Like many others unable to make it in the male-dominated sphere, she now makes money playing futsal, a football-inspired indoors court game, in Spain.

Few in the country may even know that the first women's match in Argentina was played 100 years ago this year.

Or that the women's team was the first to beat England in a World Cup match, unofficial though it was and in the group stages, before 100,000 spectators in 1971.

It happened in the same stadium in Mexico where 15 years later football legend Diego Maradona would score his famous but controversial "hand of God" goal against England.

All four of the Argentina women's goals in Mexico were scored by Elba Selva, now 75.

"In Mexico, I was celebrated, but when we arrived (home) there was no one to greet us, nobody knew anything," she told AFP.

The women were "invisible" and widely criticized for being "varoneras" or manlike, according to Ayelen Pujol, a former football player, feminist and writer.

Argentina's women have played in only three of the eight official World Cups since 199: in 2003, 2007 and 2019.

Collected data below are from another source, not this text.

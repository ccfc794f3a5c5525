//! f = b1 * b2. Smooth; interval reasoning over the four corner products.

use std::any::Any;

use serde::{Deserialize, Serialize};

use super::{parse_variable, ConstraintKind, Phase, PiecewiseConstraint, WatchedBounds};
use crate::errors::{VfError, VfResult};
use crate::types::{Tightening, Variable};

#[derive(Debug, Clone, Serialize, Deserialize)]
pub struct BilinearConstraint {
    bs: [Variable; 2],
    f: Variable,
    bounds: WatchedBounds,
    have_eliminated_variables: bool,
}

impl BilinearConstraint {
    pub fn new(b1: Variable, b2: Variable, f: Variable) -> Self {
        Self {
            bs: [b1, b2],
            f,
            bounds: WatchedBounds::default(),
            have_eliminated_variables: false,
        }
    }

    pub fn bs(&self) -> [Variable; 2] {
        self.bs
    }

    pub fn f(&self) -> Variable {
        self.f
    }

    pub(crate) fn parse_line(parts: &[&str]) -> VfResult<Self> {
        if parts.len() != 3 {
            return Err(VfError::ParseError(format!(
                "bilinear expects 3 fields, got {}",
                parts.len()
            )));
        }
        let f = parse_variable(parts[0])?;
        let b1 = parse_variable(parts[1])?;
        let b2 = parse_variable(parts[2])?;
        Ok(Self::new(b1, b2, f))
    }
}

#[typetag::serde]
impl PiecewiseConstraint for BilinearConstraint {
    fn kind(&self) -> ConstraintKind {
        ConstraintKind::Bilinear
    }

    fn participating_variables(&self) -> Vec<Variable> {
        vec![self.bs[0], self.bs[1], self.f]
    }

    fn as_any(&self) -> &dyn Any {
        self
    }

    fn restore_state(&mut self, other: &dyn PiecewiseConstraint) {
        let other = other
            .as_any()
            .downcast_ref::<Self>()
            .expect("restore_state requires a bilinear");
        *self = other.clone();
    }

    fn notify_lower_bound(&mut self, variable: Variable, bound: f64) {
        self.bounds.update_lower(variable, bound);
    }

    fn notify_upper_bound(&mut self, variable: Variable, bound: f64) {
        self.bounds.update_upper(variable, bound);
    }

    fn entailed_tightenings(&self, out: &mut Vec<Tightening>) {
        let x_lb = self.bounds.lower(self.bs[0]);
        let x_ub = self.bounds.upper(self.bs[0]);
        let y_lb = self.bounds.lower(self.bs[1]);
        let y_ub = self.bounds.upper(self.bs[1]);

        if x_lb.is_finite() && x_ub.is_finite() && y_lb.is_finite() && y_ub.is_finite() {
            let corners = [x_lb * y_lb, x_lb * y_ub, x_ub * y_lb, x_ub * y_ub];
            let lb = corners.iter().copied().fold(f64::INFINITY, f64::min);
            let ub = corners.iter().copied().fold(f64::NEG_INFINITY, f64::max);
            out.push(Tightening::lower(self.f, lb));
            out.push(Tightening::upper(self.f, ub));
        }
    }

    fn phase(&self) -> Phase {
        Phase::NotFixed
    }

    fn eliminate_variable(&mut self, _variable: Variable, _value: f64) {
        self.have_eliminated_variables = true;
    }

    fn update_variable_index(&mut self, old: Variable, new: Variable) {
        for b in self.bs.iter_mut() {
            if *b == old {
                *b = new;
            }
        }
        if self.f == old {
            self.f = new;
        }
        self.bounds.rename(old, new);
    }

    fn is_obsolete(&self) -> bool {
        self.have_eliminated_variables
    }

    fn serialize_line(&self) -> String {
        format!("bilinear,{},{},{}", self.f, self.bs[0], self.bs[1])
    }
}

They have never made it through the group stages or even won a single match.

Their best World Cup showing so far was to come from 3-0 down to draw with Scotland 3-3 in 2019.

In 2006, Argentina won the South American Women's Championship with a 2-0 victory over Brazil, their biggest achievement so far.

"We want to get through the group phase. The goal is to win a game [...] So that's what we're working for," goalkeeper Vanina Correa said ahead of the team's latest World Cup campaign.